INSTRUCTIONS TO FOLLOW: Take every line from the material that has the word "program" in it.

SUPPLIED DATA:
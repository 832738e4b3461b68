// This file is part of arm_force_field.
//
// See the COPYRIGHT file at the top-level directory of this distribution
// for details of code ownership.
//
// This program is free software: you can redistribute it and/or modify
// it under the terms of the GNU General Public License as published by
// the Free Software Foundation, either version 3 of the License, or
// (at your option) any later version.
//
// This program is distributed in the hope that it will be useful,
// but WITHOUT ANY WARRANTY; without even the implied warranty of
// MERCHANTABILITY or FITNESS FOR A PARTICULAR PURPOSE.  See the
// GNU General Public License for more details.
//
// You should have received a copy of the GNU General Public License
// along with this program.  If not, see <https://www.gnu.org/licenses/>.

use nalgebra::{SVector, Vector3};

use crate::constants::{INDEX_ANTERIOR, INDEX_LATERAL, INDEX_SUPERIOR, NUM_INPUT};
use crate::strength::math_tool::norm_2d;

/// Input features of the strength network.
pub type Features = SVector<f64, NUM_INPUT>;

/// Extract the input features of the strength network.
///
/// # Notes
/// Both vectors are reordered to (superior, anterior, lateral) first, written
/// as r = (r0, r1, r2) and F = (F0, F1, F2). The order of the features is
/// fixed by the trained network:
///
/// 0-2: r
/// 3: |(r1, r2)|, 4: |(r0, r2)|, 5: |(r0, r1)| (2D projections of r)
/// 6-8: F
/// 9-11: m = r x F (3D moment arm)
/// 12: |m|, 13: |m|^2, 14: |m|^3
/// 15: feature 3 * F0, 16: feature 4 * F1, 17: feature 5 * F2
///
/// # Arguments
/// * `hand` - Hand position relative to the shoulder in the shoulder axis
/// system (SAS) of the arm: (anterior, superior, lateral).
/// * `force_direction` - Unit force direction in the SAS of the arm.
///
/// # Returns
/// Features.
pub fn extract_features(hand: &Vector3<f64>, force_direction: &Vector3<f64>) -> Features {
    let r = reorder(hand);
    let force = reorder(force_direction);

    let projection = Vector3::new(
        norm_2d(r[1], r[2]),
        norm_2d(r[0], r[2]),
        norm_2d(r[0], r[1]),
    );
    let moment_arm = r.cross(&force);
    let moment_arm_norm = moment_arm.norm();

    let mut features = Features::zeros();
    features.fixed_rows_mut::<3>(0).copy_from(&r);
    features.fixed_rows_mut::<3>(3).copy_from(&projection);
    features.fixed_rows_mut::<3>(6).copy_from(&force);
    features.fixed_rows_mut::<3>(9).copy_from(&moment_arm);
    features[12] = moment_arm_norm;
    features[13] = moment_arm_norm.powi(2);
    features[14] = moment_arm_norm.powi(3);
    features
        .fixed_rows_mut::<3>(15)
        .copy_from(&projection.component_mul(&force));

    features
}

/// Reorder the vector in the shoulder axis system (SAS) to (superior,
/// anterior, lateral).
fn reorder(vector: &Vector3<f64>) -> Vector3<f64> {
    Vector3::new(
        vector[INDEX_SUPERIOR],
        vector[INDEX_ANTERIOR],
        vector[INDEX_LATERAL],
    )
}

TASK ANSWER:
// This program is free software: you can redistribute it and/or modify
// This program is distributed in the hope that it will be useful,
// along with this program.  If not, see <https://www.gnu.org/licenses/>.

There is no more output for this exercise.